The binding characteristics of ³H-timolol to bovine iris melanin were determined by using a ligand binding assay. The association and dissociation kinetics were performed using 100 nM ³H-timolol and 0.5 mg/ml melanin at 37 °C. The effects of pH, ethanol, 2.5 μM isoxuprine and 1 μM d- and 1-propranolol on 100 nM ³H-timolol binding were also determined. In saturation experiments ³H-timolol (from 1.25 nM to 5 μM) was equilibrated with 0.5 mg/ml melanin. The binding was saturable with the binding maximum of about 1 μM timolol/g melanin. The binding of 100 nM ³H-timolol to melanin increased up to 5 hours and amounted 24 % of the added radioactivity. The best fit of the association constants was obtained by using a two fit model.
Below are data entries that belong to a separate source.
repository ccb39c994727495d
pub mod config;
pub mod error;
pub mod telemetry;
pub mod workflows;
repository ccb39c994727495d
use crate::cli::ServeArgs;
use crate::infra::{AppState, InMemoryApplicationRepository, Mailer};
use crate::routes::with_application_routes;
use axum::Extension;
use axum_prometheus::PrometheusMetricLayer;
use leave_desk::config::AppConfig;
use leave_desk::error::AppError;
use leave_desk::telemetry;
use leave_desk::workflows::leave::{LeaveApplicationService, NotificationGateway};
use std::io::ErrorKind;
use std::net::SocketAddr;
use std::sync::atomic::Ordering;
use std::sync::Arc;
use tokio::net::TcpListener;
use tower_http::cors::CorsLayer;
use tracing::{info, warn};

pub(crate) async fn run(mut args: ServeArgs) -> Result<(), AppError> {
    let mut config = AppConfig::load()?;

    if let Some(host) = args.host.take() {
        config.server.host = host;
    }
    if let Some(port) = args.port.take() {
        config.server.port = port;
    }

    telemetry::init(&config.telemetry)?;

    let (prometheus_layer, prometheus_handle) = PrometheusMetricLayer::pair();
    let readiness_flag = Arc::new(std::sync::atomic::AtomicBool::new(false));
    let app_state = AppState {
        readiness: readiness_flag.clone(),
        metrics: Arc::new(prometheus_handle),
    };

    let repository = Arc::new(InMemoryApplicationRepository::default());
    let mailer = Arc::new(Mailer::from_config(&config.mail)?);
    spawn_mailer_check(mailer.clone());

    let application_service = Arc::new(LeaveApplicationService::new(
        repository,
        mailer,
        config.workflow_config(),
    ));

    let app = with_application_routes(application_service)
        .layer(Extension(app_state))
        .layer(prometheus_layer)
        .layer(CorsLayer::permissive());

    let addr = config.server.socket_addr()?;
    let listener = bind(addr, config.server.port_fallback).await?;
    let bound = listener.local_addr()?;
    readiness_flag.store(true, Ordering::Release);

    info!(?config.environment, %bound, "leave application API ready");

    axum::serve(listener, app)
        .with_graceful_shutdown(shutdown_signal())
        .await?;
    info!("leave application API stopped");
    Ok(())
}

/// Bind `addr`, retrying once on the next port when it is already taken.
async fn bind(addr: SocketAddr, port_fallback: bool) -> Result<TcpListener, AppError> {
    match TcpListener::bind(addr).await {
        Ok(listener) => Ok(listener),
        Err(err) if port_fallback && err.kind() == ErrorKind::AddrInUse => {
            let Some(next_port) = addr.port().checked_add(1) else {
                return Err(err.into());
            };
            let alternative = SocketAddr::new(addr.ip(), next_port);
            warn!(%addr, %alternative, "port busy, trying alternative port");
            Ok(TcpListener::bind(alternative).await?)
        }
        Err(err) => Err(err.into()),
    }
}

/// Reachability check on the mail transport; only logged, never blocks serving.
fn spawn_mailer_check<G>(mailer: Arc<G>)
where
    G: NotificationGateway + 'static,
{
    tokio::spawn(async move {
        match tokio::task::spawn_blocking(move || mailer.verify()).await {
            Ok(Ok(())) => info!("mail transport ready to send decision emails"),
            Ok(Err(err)) => warn!(error = %err, "mail transport verification failed"),
            Err(err) => warn!(error = %err, "mail transport verification aborted"),
        }
    });
}

async fn shutdown_signal() {
    if let Err(err) = tokio::signal::ctrl_c().await {
        warn!(error = %err, "unable to listen for shutdown signal");
        std::future::pending::<()>().await;
    }
    info!("shutdown signal received");
}
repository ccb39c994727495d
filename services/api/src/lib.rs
mod cli;
mod demo;
mod infra;
mod routes;
mod server;

use leave_desk::error::AppError;

pub async fn run() -> Result<(), AppError> {
    cli::run().await
}
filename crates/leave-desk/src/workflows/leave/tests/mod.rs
mod common;
mod notification;
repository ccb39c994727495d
use crate::workflows::leave::domain::{
    ApplicationId, ApplicationStatus, Decision, LeaveApplication,
};
use crate::workflows::leave::notification::{render, HeaderStyle, NotificationTemplate};
use chrono::{TimeZone, Utc};

fn application() -> LeaveApplication {
    LeaveApplication {
        id: ApplicationId("65f0c0ffee".to_string()),
        name: "Priya <Admin>".to_string(),
        email: "priya@college.example".to_string(),
        cell: Some("555-0101".to_string()),
        course: "B.Tech CSE".to_string(),
        subject: "Family function".to_string(),
        reason: "Sister's wedding".to_string(),
        date: Utc.with_ymd_and_hms(2025, 2, 7, 18, 45, 0).unwrap(),
        status: ApplicationStatus::Approved,
        revision: 1,
    }
}

#[test]
fn approval_embeds_application_details() {
    let rendered = render(
        &application(),
        Decision::Approved,
        &NotificationTemplate::default(),
    );

    assert_eq!(rendered.recipient, "priya@college.example");
    assert_eq!(rendered.subject, "Leave Application APPROVED: Family function");
    assert!(rendered.body.contains("has been approved"));
    assert!(rendered.body.contains("<li>Course: B.Tech CSE</li>"));
    assert!(rendered.body.contains("<li>Reason: Sister&#39;s wedding</li>"));
    assert!(rendered.body.contains("<li>Date Submitted: 2/7/2025</li>"));
    assert!(rendered.body.contains("Regards,<br>Hostel Warden"));
    assert!(!rendered.body.contains("<h2"));
}

#[test]
fn rejection_uses_rejection_wording_and_color() {
    let template = NotificationTemplate::default();
    let rendered = render(&application(), Decision::NotApproved, &template);

    assert_eq!(
        rendered.subject,
        "Leave Application NOT APPROVED: Family function"
    );
    assert!(rendered.body.contains("has not been approved"));
    assert!(rendered.body.contains(&template.rejected_color));
    assert!(!rendered.body.contains(&template.approved_color));
}

#[test]
fn user_fields_are_escaped() {
    let rendered = render(
        &application(),
        Decision::Approved,
        &NotificationTemplate::default(),
    );
    assert!(rendered.body.contains("Dear Priya &lt;Admin&gt;,"));
    assert!(!rendered.body.contains("<Admin>"));
}

#[test]
fn banner_header_and_signature_are_configurable() {
    let template = NotificationTemplate {
        header_style: HeaderStyle::Banner,
        signature: "Chief Warden".to_string(),
        ..NotificationTemplate::default()
    };
    let rendered = render(&application(), Decision::NotApproved, &template);

    assert!(rendered
        .body
        .starts_with("<h2 style=\"color: #c62828;\">Leave Application Not Approved</h2>"));
    assert!(rendered.body.ends_with("Regards,<br>Chief Warden</p>"));
}

#[test]
fn rendering_is_deterministic() {
    let template = NotificationTemplate::default();
    let first = render(&application(), Decision::Approved, &template);
    let second = render(&application(), Decision::Approved, &template);
    assert_eq!(first, second);
}

#[test]
fn header_style_parses_case_insensitively() {
    assert_eq!(HeaderStyle::parse(" Banner "), Some(HeaderStyle::Banner));
    assert_eq!(HeaderStyle::parse("plain"), Some(HeaderStyle::Plain));
    assert_eq!(HeaderStyle::parse("fancy"), None);
}
use chrono::{DateTime, Utc};

use super::domain::{ApplicationStatus, ApplicationSubmission, NewApplication};

/// Field requiredness rules applied to incoming submissions.
#[derive(Debug, Clone, Copy, PartialEq, Eq)]
pub struct FieldRequirements {
    pub cell_required: bool,
}

impl Default for FieldRequirements {
    fn default() -> Self {
        Self {
            cell_required: true,
        }
    }
}

/// Intake failures the requester can correct.
#[derive(Debug, Clone, PartialEq, Eq, thiserror::Error)]
pub enum ValidationError {
    #[error("missing required fields: {}", .missing.join(", "))]
    MissingFields {
        missing: Vec<&'static str>,
        received: ApplicationSubmission,
    },
    #[error("status is required")]
    MissingStatus,
}

impl FieldRequirements {
    /// Check every required field and build a pending application stamped with `now`.
    pub fn validate(
        &self,
        submission: ApplicationSubmission,
        now: DateTime<Utc>,
    ) -> Result<NewApplication, ValidationError> {
        let mut missing = Vec::new();
        for (field, value) in [
            ("name", &submission.name),
            ("email", &submission.email),
            ("cell", &submission.cell),
            ("course", &submission.course),
            ("subject", &submission.subject),
            ("reason", &submission.reason),
        ] {
            if field == "cell" && !self.cell_required {
                continue;
            }
            if is_blank(value) {
                missing.push(field);
            }
        }

        if !missing.is_empty() {
            return Err(ValidationError::MissingFields {
                missing,
                received: submission,
            });
        }

        let ApplicationSubmission {
            name,
            email,
            cell,
            course,
            subject,
            reason,
        } = submission;

        Ok(NewApplication {
            name: name.unwrap_or_default(),
            email: email.unwrap_or_default(),
            cell: cell.filter(|value| !value.trim().is_empty()),
            course: course.unwrap_or_default(),
            subject: subject.unwrap_or_default(),
            reason: reason.unwrap_or_default(),
            date: now,
            status: ApplicationStatus::Pending,
        })
    }
}

/// Parse a requested status, rejecting absent or blank values.
pub fn parse_status(raw: Option<&str>) -> Result<ApplicationStatus, ValidationError> {
    match raw {
        Some(value) if !value.trim().is_empty() => Ok(ApplicationStatus::from(value)),
        _ => Err(ValidationError::MissingStatus),
    }
}

fn is_blank(value: &Option<String>) -> bool {
    value.as_deref().map_or(true, |raw| raw.trim().is_empty())
}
The association rate constants were 4.92 × 10⁵ M⁻¹min⁻¹ and 5.95 × 10⁶ M⁻¹min⁻¹. The dissociation was rapid in vitro and uniphasic with a dissociation rate constant of 5.08 × 10⁻³ min⁻¹. The pH, ethanol and both enantiomers of propranolol did not appreciably alter the timolol binding, while isoxuprine diminished it.